Source: Inc.com - Ilya Pozin


4 Steps to Calculating Customer Value

Understanding customer value is by far the most important thing you can do to identify ways to grow your business. If you understand the value of your customers you can:

  • Determine which customers to invest in
  • Identify new customers and markets to target
  • Agree which product and service lines should be offered and promoted
  • Change pricing to extract more value
  • Identify the unprofitable customers you should “fire”
  • Understand where to cut costs and investments that are not generating growth

In fact, a robust understanding of the lifetime value of each of your customers can provide an even clearer view of the value of your business, plus the potential opportunities to increase value going forward.

Here’s how to develop a detailed understanding of the lifetime value of our customers:

Step 1: Calculate the profit contribution of each customer in the current year.

Determine revenue per customer minus any attributable costs to servicing that customer, including cost of goods, cost to service, etc. If you don’t have customer-level financials in your accounting system, do your best to roll up financials across product segments. If you are in a business with hundreds or thousands of small customers, develop a set of customer segments by rolling up product lines or estimating the buying patterns of various customer types.

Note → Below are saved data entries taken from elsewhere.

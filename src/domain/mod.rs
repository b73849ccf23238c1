//! Domain types used throughout the pipeline.
//!
//! This module defines:
//!
//! - parsed datasets (`TrainingSet`, `TestSet`)
//! - fit outputs (`FittedModel`, `FitDiagnostics`)
//! - resolved run configuration (`EstimateConfig`, `PredictConfig`, `GenerateConfig`)
//! - JSON file schemas (`ModelFile`, `GeneratedTruth`)

pub mod types;

pub use types::*;
//! Read/write model JSON files.
//!
//! A model file is the portable form of a fit: the weight vector plus enough
//! metadata (attribute count, training identifier, diagnostics) to apply it to
//! a later test file with `estimate predict`. The schema is `domain::ModelFile`.

use std::fs::File;
use std::path::Path;

use chrono::Utc;

use crate::domain::{FitDiagnostics, FittedModel, GeneratedTruth, ModelFile, TrainingSet};
use crate::error::{AppError, EXIT_INPUT};
use crate::math::Matrix;

/// Build the JSON representation of a fitted model.
pub fn model_file(training: &TrainingSet, model: &FittedModel, diagnostics: &FitDiagnostics) -> ModelFile {
    ModelFile {
        tool: "estimate".to_string(),
        trained_at: Utc::now(),
        training_identifier: training.identifier.clone(),
        num_attributes: model.num_attributes,
        weights: model.weight_values(),
        diagnostics: diagnostics.clone(),
    }
}

/// Write a model JSON file.
pub fn write_model_json(path: &Path, model: &ModelFile) -> Result<(), AppError> {
    let file = File::create(path)
        .map_err(|e| AppError::new(EXIT_INPUT, format!("Failed to create model JSON '{}': {e}", path.display())))?;
    serde_json::to_writer_pretty(file, model)
        .map_err(|e| AppError::new(EXIT_INPUT, format!("Failed to write model JSON: {e}")))?;
    Ok(())
}

/// Read a model JSON file.
pub fn read_model_json(path: &Path) -> Result<ModelFile, AppError> {
    let file = File::open(path)
        .map_err(|e| AppError::new(EXIT_INPUT, format!("Failed to open model JSON '{}': {e}", path.display())))?;
    let model: ModelFile = serde_json::from_reader(file)
        .map_err(|e| AppError::new(EXIT_INPUT, format!("Invalid model JSON: {e}")))?;
    Ok(model)
}

/// Turn a model file back into weights the pipeline can apply.
pub fn fitted_model_from_file(model: &ModelFile) -> Result<FittedModel, AppError> {
    if model.num_attributes.checked_add(1) != Some(model.weights.len()) {
        return Err(AppError::new(
            EXIT_INPUT,
            format!(
                "Invalid model JSON: {} attribute(s) need one weight each plus the intercept, found {} weights.",
                model.num_attributes,
                model.weights.len()
            ),
        ));
    }
    if !model.weights.iter().all(|w| w.is_finite()) {
        return Err(AppError::new(EXIT_INPUT, "Invalid model JSON: non-finite weight."));
    }
    let weights = Matrix::column(&model.weights)?;
    Ok(FittedModel {
        num_attributes: model.num_attributes,
        weights,
    })
}

/// Write the parameters of a synthetic dataset pair.
pub fn write_truth_json(path: &Path, truth: &GeneratedTruth) -> Result<(), AppError> {
    let file = File::create(path)
        .map_err(|e| AppError::new(EXIT_INPUT, format!("Failed to create truth JSON '{}': {e}", path.display())))?;
    serde_json::to_writer_pretty(file, truth)
        .map_err(|e| AppError::new(EXIT_INPUT, format!("Failed to write truth JSON: {e}")))?;
    Ok(())
}

#[cfg(test)]
mod tests {
    use super::*;

    fn sample_model_file(weights: Vec<f64>, num_attributes: usize) -> ModelFile {
        ModelFile {
            tool: "estimate".to_string(),
            trained_at: Utc::now(),
            training_identifier: "train".to_string(),
            num_attributes,
            weights,
            diagnostics: FitDiagnostics {
                n_rows: 3,
                sse: 0.0,
                rmse: 0.0,
                r_squared: Some(1.0),
            },
        }
    }

    #[test]
    fn model_json_survives_disk() {
        let dir = tempfile::tempdir().unwrap();
        let path = dir.path().join("model.json");
        write_model_json(&path, &sample_model_file(vec![1.0, 2.0], 1)).unwrap();

        let back = read_model_json(&path).unwrap();
        let fitted = fitted_model_from_file(&back).unwrap();
        assert_eq!(fitted.num_attributes, 1);
        assert_eq!(fitted.weight_values(), vec![1.0, 2.0]);
    }

    #[test]
    fn weight_count_must_match_attributes() {
        let err = fitted_model_from_file(&sample_model_file(vec![1.0, 2.0, 3.0], 1)).unwrap_err();
        assert_eq!(err.exit_code(), EXIT_INPUT);
    }

    #[test]
    fn maximal_attribute_count_is_rejected_not_overflowed() {
        let err = fitted_model_from_file(&sample_model_file(vec![1.0], usize::MAX)).unwrap_err();
        assert_eq!(err.exit_code(), EXIT_INPUT);
    }

    #[test]
    fn missing_model_file_is_an_input_error() {
        let dir = tempfile::tempdir().unwrap();
        let err = read_model_json(&dir.path().join("nope.json")).unwrap_err();
        assert_eq!(err.exit_code(), EXIT_INPUT);
    }
}
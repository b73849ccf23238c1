//! Export predictions to CSV.
//!
//! One row per test record: the record index, its attribute values, and the
//! predicted value at full precision.

use std::path::Path;

use crate::domain::TestSet;
use crate::error::{AppError, EXIT_INPUT, EXIT_NUMERIC};
use crate::math::Matrix;

/// Write `row,x1..xn,prediction` to a CSV file.
pub fn write_predictions_csv(path: &Path, test: &TestSet, predictions: &Matrix) -> Result<(), AppError> {
    if predictions.shape() != (test.num_rows(), 1) {
        return Err(AppError::new(
            EXIT_NUMERIC,
            format!(
                "Prediction matrix is {}x{}, expected {}x1.",
                predictions.rows(),
                predictions.cols(),
                test.num_rows()
            ),
        ));
    }

    let mut writer = csv::Writer::from_path(path)
        .map_err(|e| AppError::new(EXIT_INPUT, format!("Failed to create export CSV '{}': {e}", path.display())))?;

    let mut header = vec!["row".to_string()];
    header.extend((1..=test.num_attributes).map(|i| format!("x{i}")));
    header.push("prediction".to_string());
    writer
        .write_record(&header)
        .map_err(|e| AppError::new(EXIT_INPUT, format!("Failed to write export CSV header: {e}")))?;

    for r in 0..test.num_rows() {
        let mut record = vec![(r + 1).to_string()];
        record.extend(test.x.row(r)[1..].iter().map(|v| v.to_string()));
        record.push(predictions[(r, 0)].to_string());
        writer
            .write_record(&record)
            .map_err(|e| AppError::new(EXIT_INPUT, format!("Failed to write export CSV row: {e}")))?;
    }

    writer
        .flush()
        .map_err(|e| AppError::new(EXIT_INPUT, format!("Failed to flush export CSV: {e}")))?;
    Ok(())
}

#[cfg(test)]
mod tests {
    use super::*;

    #[test]
    fn writes_header_and_rows() {
        let dir = tempfile::tempdir().unwrap();
        let path = dir.path().join("pred.csv");
        let test = TestSet {
            identifier: "data".to_string(),
            num_attributes: 2,
            x: Matrix::from_row_slice(2, 3, &[1.0, 4.0, 5.0, 1.0, 6.5, 7.0]).unwrap(),
        };
        let predictions = Matrix::column(&[9.0, 12.25]).unwrap();

        write_predictions_csv(&path, &test, &predictions).unwrap();
        let text = std::fs::read_to_string(&path).unwrap();
        assert_eq!(text, "row,x1,x2,prediction\n1,4,5,9\n2,6.5,7,12.25\n");
    }

    #[test]
    fn rejects_prediction_shape_mismatch() {
        let dir = tempfile::tempdir().unwrap();
        let test = TestSet {
            identifier: "data".to_string(),
            num_attributes: 0,
            x: Matrix::from_row_slice(2, 1, &[1.0, 1.0]).unwrap(),
        };
        let predictions = Matrix::column(&[1.0]).unwrap();
        let err = write_predictions_csv(&dir.path().join("p.csv"), &test, &predictions).unwrap_err();
        assert_eq!(err.exit_code(), EXIT_NUMERIC);
    }
}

Step 2: Develop a realistic estimate of how long you might retain each customer.

The relative duration of a customer relationship is more important than the absolute timeframe. Determine which customers are more loyal and which are likely to be repeat buyers and how often they buy.

Step 3: Estimate the cost to acquire or retain the customer.

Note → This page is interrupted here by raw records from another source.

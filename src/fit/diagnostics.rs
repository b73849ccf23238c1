//! In-sample fit quality.

use crate::domain::{FitDiagnostics, FittedModel, TrainingSet};
use crate::error::OlsError;
use crate::math::multiply;

/// SSE, RMSE and R² of `model` on its own training rows.
pub fn diagnose(training: &TrainingSet, model: &FittedModel) -> Result<FitDiagnostics, OlsError> {
    let fitted = multiply(&training.x, &model.weights).map_err(|e| e.in_step("diagnostics"))?;
    let y = training.y.as_slice();
    let n = y.len();

    let sse: f64 = y
        .iter()
        .zip(fitted.as_slice())
        .map(|(obs, fit)| (obs - fit).powi(2))
        .sum();
    let mean = y.iter().sum::<f64>() / n as f64;
    let sst: f64 = y.iter().map(|v| (v - mean).powi(2)).sum();

    Ok(FitDiagnostics {
        n_rows: n,
        sse,
        rmse: (sse / n as f64).sqrt(),
        r_squared: (sst > 0.0).then(|| 1.0 - sse / sst),
    })
}
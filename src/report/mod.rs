//! Reporting: rendering predictions and fit summaries for the terminal.

pub mod format;

pub use format::*;
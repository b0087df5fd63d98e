//! The single frame-driven loop that owns the [`Controller`].
//!
//! Loader results and commands queue up in channels and are applied only
//! between frames, so every mutation of show state happens on this task.

use std::time::Instant;

use anyhow::Result;
use tokio::select;
use tokio::sync::mpsc::Receiver;
use tokio::time::{MissedTickBehavior, interval};
use tokio_util::sync::CancellationToken;
use tracing::{debug, info, trace};

use crate::config::FrameOptions;
use crate::controller::Controller;
use crate::events::{Command, ImageLoaded};
use crate::particles::cloud::ParticleCloud;

/// Receives the displayed cloud whenever it changes.
pub trait Presenter {
    fn present(&mut self, cloud: &ParticleCloud);
}

impl<F: FnMut(&ParticleCloud)> Presenter for F {
    fn present(&mut self, cloud: &ParticleCloud) {
        self(cloud)
    }
}

/// Drives `controller` at `frame.fps` until cancelled, asked to quit, or
/// `max_frames` frames have run. Returns the controller for inspection.
pub async fn run<P: Presenter>(
    mut controller: Controller,
    frame: FrameOptions,
    mut loaded_rx: Receiver<ImageLoaded>,
    mut command_rx: Receiver<Command>,
    cancel: CancellationToken,
    presenter: &mut P,
    max_frames: Option<u64>,
) -> Result<Controller> {
    let mut ticker = interval(frame.period());
    ticker.set_missed_tick_behavior(MissedTickBehavior::Skip);
    let mut frames: u64 = 0;
    let mut presented: Option<u64> = None;

    loop {
        select! {
            _ = cancel.cancelled() => {
                debug!(frames, "frame loop cancelled");
                break;
            }
            tick = ticker.tick() => {
                let now: Instant = tick.into_std();
                while let Ok(ImageLoaded(image)) = loaded_rx.try_recv() {
                    controller.add(image);
                }
                if drain_commands(&mut controller, &mut command_rx, now) {
                    info!("quit requested");
                    cancel.cancel();
                    break;
                }

                controller.tick(now);
                let version = controller.cloud_version();
                if presented != Some(version) {
                    presenter.present(controller.cloud());
                    presented = Some(version);
                }
                if let Some(state) = controller.engine().state() {
                    trace!(progress = state.progress, from = state.from, to = state.to, "frame");
                }

                frames += 1;
                if max_frames.is_some_and(|max| frames >= max) {
                    debug!(frames, "frame limit reached");
                    break;
                }
            }
        }
    }
    Ok(controller)
}

/// Applies queued commands; returns `true` once `Quit` is seen.
fn drain_commands(
    controller: &mut Controller,
    command_rx: &mut Receiver<Command>,
    now: Instant,
) -> bool {
    while let Ok(command) = command_rx.try_recv() {
        if command == Command::Quit {
            return true;
        }
        debug!(?command, "applying command");
        controller.apply(command, now);
    }
    false
}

Some customers may require large discounts or heavy marketing investments up front, but little or no cost to retain. Others may require a costly reselling effort every month. Estimate the cost of this on a yearly basis.

Step 4: Do the math.

 Build a simple cash flow model combining yearly contribution projections, costs to acquire or retain, and continue the cash flow for the projected life of the customer relationship. Be sure to subtract an “overhead charge” for your total operating costs and include any capital costs if customers require incremental capital investment (e.g., working capital or equipment). Discount future years at a reasonable cost of capital (8-10 percent is usually a good number to use—no reason to get too technical).

Most businesses are surprised by how many customers are unprofitable when they create a “fully loaded” estimate of customer profitability. Businesses are also likely to find drastic differences in the value of various customers and segments.

This calculation of customer value may cause you to question many of your previous investments and give you a better view of where to allocate future investments.